He estado mirando un rato las fotografías de los asesinados en la Casa de los Sindicatos de Odessa a manos de fascistas y neonazis. Las escenas que recreó el cineasta Eisenstein en la escalinata de Odessa, mostrando las tropas del zar disparando a una multitud, han quedado en pañales. Lo que hay suelto ahora mismo por Ucrania, es diabólico, una monstruosidad alimentada y engendrada por los gobiernos de la UE.

Tal vez un centenar de hombres y mujeres indefensos, han perecido a manos de fascistas. El fascismo, conviene que lo recordemos, es un producto muy europeo. Esa mezcla de nacionalismo y raza, obra efectos prodigiosos sobre las mentes obtusas. Si las personas sensatas quieren acabar con esa plaga, las poblaciones de las llamadas democracias y países “libres”, tienen que echarse a la calle a evitar que la OTAN, la UE, los EE.UU., Canadá y resto de aliados, financien más a esas milicias de ultraderecha que llevan los pintorescos nombres de “libertad”, “sector derecho”, etc. Esos son herederos de las Wafen SS y del malinchismo hitleriano, y no les debería de llegar ni agua.

Claro, Rusia también juega a su política exterior. No digo que Putin sea un santo ni muchísimo menos, ni que esté a favor del ejército ruso y esas cosas. Pero si se compara Rusia con EE.UU.,… Joder. Iraq, Afganistán, un ejército inmenso desplegándose por trincheras cada vez más alargadas…

Los llamados “líderes mundiales”, están locos, y pueden provocar una nueva guerra mundial en cualquier momento, que parece que ya toca. Tenemos que saber que las sociedades europeas han llegado en su dominio planetario hasta donde están, porque son las sociedades más militaristas, belicosas, asesinas e imperialistas del planeta. Los campos de concentración nacieron en España y en Inglaterra, en naciones civilizadas muy cercanas. Los nazis sólo perfeccionaron el sistema.

Uno no tiene mucha idea de política exterior, porque viendo las cosas que pasan, y lo que dicen los telediarios, y lo que repite la propaganda de guerra, pensaría que estamos en manos de extraterrestres o que el Diablo existe. Pero no, son solo especímenes humanos, muy cristianos seguramente, que están en el puesto equivocado, en lugar de picando piedra en alguna cantera.

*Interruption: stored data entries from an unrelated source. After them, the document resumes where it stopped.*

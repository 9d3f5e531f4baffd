//! In-memory stand-ins for every external collaborator.
//!
//! Media files written by [`FakeTranscoder`] contain nothing but their
//! duration in seconds, which [`FakeProbe`] reads back. Raw synthesized
//! audio from [`FakeSpeech`] is likewise just its duration, so tempo changes
//! can be checked end to end.

#![allow(dead_code)]

use std::path::Path;
use std::sync::{Arc, Mutex};
use std::time::Duration;

use async_trait::async_trait;
use bytes::Bytes;

use reelsmith::config::Config;
use reelsmith::footage::Rendition;
use reelsmith::media::InputSource;
use reelsmith::{
    DownloadError, FootageCandidate, FootageProvider, MediaProbe, Orientation, Pipeline, Ports, ProviderError,
    SpeechProvider, Synthesis, ToolInvocationError, TranscodeRequest, Transcoder, TranscriptionProvider,
    VoiceConfig, WordTiming,
};

fn atempo_product(request: &TranscodeRequest) -> f64 {
    request
        .graph
        .filters()
        .filter_map(|f| f.strip_prefix("atempo="))
        .filter_map(|v| v.parse::<f64>().ok())
        .product()
}

/// Writes each output as its duration and records every request.
#[derive(Default)]
pub struct FakeTranscoder {
    pub requests: Mutex<Vec<TranscodeRequest>>,
    /// Fail any invocation whose output file name contains this
    pub fail_on: Option<&'static str>,
    /// Write a partial output, then hang, for outputs containing this
    pub stall_on: Option<&'static str>,
}

impl FakeTranscoder {
    pub fn failing_on(marker: &'static str) -> Self {
        Self {
            fail_on: Some(marker),
            ..Default::default()
        }
    }

    pub fn stalling_on(marker: &'static str) -> Self {
        Self {
            stall_on: Some(marker),
            ..Default::default()
        }
    }

    pub fn requests(&self) -> Vec<TranscodeRequest> {
        self.requests.lock().unwrap().clone()
    }
}

#[async_trait]
impl Transcoder for FakeTranscoder {
    fn name(&self) -> &'static str {
        "fake-ffmpeg"
    }

    async fn run(&self, request: &TranscodeRequest) -> Result<(), ToolInvocationError> {
        self.requests.lock().unwrap().push(request.clone());

        let file_name = request.output.file_name().map(|n| n.to_string_lossy().to_string()).unwrap_or_default();
        if let Some(marker) = self.fail_on {
            if file_name.contains(marker) {
                return Err(ToolInvocationError::new("ffmpeg", Some(1), "Conversion failed!"));
            }
        }
        if let Some(marker) = self.stall_on {
            if file_name.contains(marker) {
                let _ = tokio::fs::write(&request.output, "partial").await;
                std::future::pending::<()>().await;
            }
        }

        let duration = match request.duration {
            Some(d) => d,
            None => {
                let source = request.inputs.first().map(|i| &i.source);
                let raw = match source {
                    Some(InputSource::File(path)) => tokio::fs::read_to_string(path)
                        .await
                        .ok()
                        .and_then(|s| s.trim().parse::<f64>().ok())
                        .unwrap_or(0.0),
                    _ => 0.0,
                };
                raw / atempo_product(request)
            }
        };

        tokio::fs::write(&request.output, duration.to_string())
            .await
            .map_err(|e| ToolInvocationError::new("ffmpeg", None, e.to_string()))
    }
}

/// Reads the duration a [`FakeTranscoder`] wrote.
pub struct FakeProbe;

#[async_trait]
impl MediaProbe for FakeProbe {
    async fn duration(&self, path: &Path) -> Result<f64, ToolInvocationError> {
        let content = tokio::fs::read_to_string(path)
            .await
            .map_err(|e| ToolInvocationError::new("ffprobe", None, e.to_string()))?;
        content
            .trim()
            .parse()
            .map_err(|_| ToolInvocationError::new("ffprobe", Some(1), format!("bad duration {content:?}")))
    }
}

/// Behaviour of [`FakeSpeech`].
#[derive(Clone)]
pub enum SpeechMode {
    /// Succeed with this raw duration and optional alignment
    Ok { duration: f64, alignment: Option<Vec<WordTiming>> },
    /// Fail for the listed voices, succeed for the rest
    FailVoices { voices: Vec<String>, duration: f64 },
    FailAll,
    Panic,
    Slow(Duration),
}

pub struct FakeSpeech {
    pub mode: SpeechMode,
    pub calls: Mutex<Vec<String>>,
}

impl FakeSpeech {
    pub fn new(mode: SpeechMode) -> Self {
        Self {
            mode,
            calls: Mutex::new(Vec::new()),
        }
    }

    pub fn ok(duration: f64) -> Self {
        Self::new(SpeechMode::Ok {
            duration,
            alignment: None,
        })
    }

    pub fn calls(&self) -> Vec<String> {
        self.calls.lock().unwrap().clone()
    }
}

fn audio(duration: f64) -> Bytes {
    Bytes::from(duration.to_string())
}

#[async_trait]
impl SpeechProvider for FakeSpeech {
    fn name(&self) -> &'static str {
        "fake-tts"
    }

    async fn synthesize(&self, _text: &str, voice_id: &str, _voice: &VoiceConfig) -> Result<Synthesis, ProviderError> {
        self.calls.lock().unwrap().push(voice_id.to_string());
        match &self.mode {
            SpeechMode::Ok { duration, alignment } => Ok(Synthesis {
                audio: audio(*duration),
                alignment: alignment.clone(),
            }),
            SpeechMode::FailVoices { voices, duration } => {
                if voices.iter().any(|v| v == voice_id) {
                    Err(ProviderError::unavailable("fake-tts", format!("voice {voice_id} unavailable")))
                } else {
                    Ok(Synthesis {
                        audio: audio(*duration),
                        alignment: None,
                    })
                }
            }
            SpeechMode::FailAll => Err(ProviderError::unavailable("fake-tts", "service down")),
            SpeechMode::Panic => panic!("tts exploded"),
            SpeechMode::Slow(delay) => {
                tokio::time::sleep(*delay).await;
                Ok(Synthesis {
                    audio: audio(3.0),
                    alignment: None,
                })
            }
        }
    }
}

/// Returns a fixed transcription, or fails.
pub struct FakeTranscriber {
    pub words: Option<Vec<WordTiming>>,
}

#[async_trait]
impl TranscriptionProvider for FakeTranscriber {
    fn name(&self) -> &'static str {
        "fake-whisper"
    }

    async fn transcribe(&self, _audio: &Path) -> Result<Vec<WordTiming>, ProviderError> {
        self.words
            .clone()
            .ok_or_else(|| ProviderError::unavailable("fake-whisper", "no model"))
    }
}

/// Footage search over a fixed candidate list.
#[derive(Default)]
pub struct FakeFootage {
    pub candidates: Vec<FootageCandidate>,
    pub search_fails: bool,
    pub queries: Mutex<Vec<String>>,
}

impl FakeFootage {
    pub fn with_candidates(candidates: Vec<FootageCandidate>) -> Self {
        Self {
            candidates,
            ..Default::default()
        }
    }

    pub fn queries(&self) -> Vec<String> {
        self.queries.lock().unwrap().clone()
    }
}

#[async_trait]
impl FootageProvider for FakeFootage {
    fn name(&self) -> &'static str {
        "fake-footage"
    }

    async fn search(&self, query: &str, _: Orientation, _: usize) -> Result<Vec<FootageCandidate>, ProviderError> {
        self.queries.lock().unwrap().push(query.to_string());
        if self.search_fails {
            return Err(ProviderError::unavailable("fake-footage", "rate limited"));
        }
        Ok(self.candidates.clone())
    }

    async fn fetch(&self, url: &str) -> Result<Bytes, DownloadError> {
        if url.contains("broken") {
            return Err(DownloadError::Status {
                url: url.to_string(),
                status: 404,
            });
        }
        Ok(Bytes::from_static(b"clip"))
    }
}

/// A portrait HD candidate that passes every filter.
pub fn candidate(id: &str, url: &str) -> FootageCandidate {
    let rendition = |w: u32, h: u32, quality: &str, url: String| Rendition {
        url,
        width: w,
        height: h,
        fps: Some(30.0),
        quality: Some(quality.to_string()),
    };
    FootageCandidate {
        id: id.to_string(),
        source_url: format!("https://footage.test/{id}"),
        width: 1080,
        height: 1920,
        duration: 10.0,
        renditions: vec![
            rendition(1080, 1920, "hd", url.to_string()),
            rendition(720, 1280, "sd", format!("{url}?sd")),
            rendition(1920, 1080, "hd", format!("{url}?landscape")),
        ],
    }
}

/// Point `config` at a stand-in `whisper` executable in `dir` that
/// transcribes every narration as the name of its job directory.
#[cfg(unix)]
pub fn install_fake_whisper(config: &mut Config, dir: &Path) {
    use std::os::unix::fs::PermissionsExt;

    let script = dir.join("fake-whisper");
    std::fs::write(
        &script,
        r#"#!/bin/sh
audio="$1"
out=""
while [ $# -gt 0 ]; do
  if [ "$1" = "--output_dir" ]; then out="$2"; fi
  shift
done
job=$(basename "$(dirname "$audio")")
stem=$(basename "$audio" .wav)
sleep 0.1
printf '{"segments":[{"words":[{"word":" %s","start":0.0,"end":3.0}]}]}' "$job" > "$out/$stem.json"
"#,
    )
    .unwrap();
    std::fs::set_permissions(&script, std::fs::Permissions::from_mode(0o755)).unwrap();
    config.transcription.whisper_path = script.to_string_lossy().to_string();
}

/// Default config writing into `dir`.
pub fn config(dir: &Path) -> Config {
    let mut config = Config::default();
    config.output.dir = dir.to_path_buf();
    config
}

/// Handles to the fakes behind a pipeline.
pub struct Harness {
    pub pipeline: Arc<Pipeline>,
    pub speech: Arc<FakeSpeech>,
    pub footage: Arc<FakeFootage>,
    pub transcoder: Arc<FakeTranscoder>,
}

pub fn harness(
    config: &Config,
    speech: FakeSpeech,
    footage: FakeFootage,
    transcoder: FakeTranscoder,
    transcribers: Vec<Arc<dyn TranscriptionProvider>>,
) -> Harness {
    let speech = Arc::new(speech);
    let footage = Arc::new(footage);
    let transcoder = Arc::new(transcoder);

    let pipeline = Pipeline::with_ports(
        config,
        Ports {
            speech: speech.clone(),
            transcribers,
            footage: footage.clone(),
            transcoder: transcoder.clone(),
            probe: Arc::new(FakeProbe),
        },
    );

    Harness {
        pipeline: Arc::new(pipeline),
        speech,
        footage,
        transcoder,
    }
}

Entonces, ¿con quién estoy yo? ¿con Rusia o con Occidente? Yo lo único que puedo decir, es que estoy con el pueblo, y en contra de la guerra. A cualquier ucraniano/a que se le pregunte fríamente si tiene ganas de una guerra que devaste y arruine el país, va a decir que “no” rotundamente. Pues con esa persona, estoy yo. Y la responsabilidad que tenemos en esta zona geográfica, es plantar resistencia, a la OTAN, a la UE, a los Estados aliados, para que no vaya ni un euro a financiar otra guerrita, que puede convertirse en la mundial.

Y ahora, que cada cual piense lo que le dé la gana.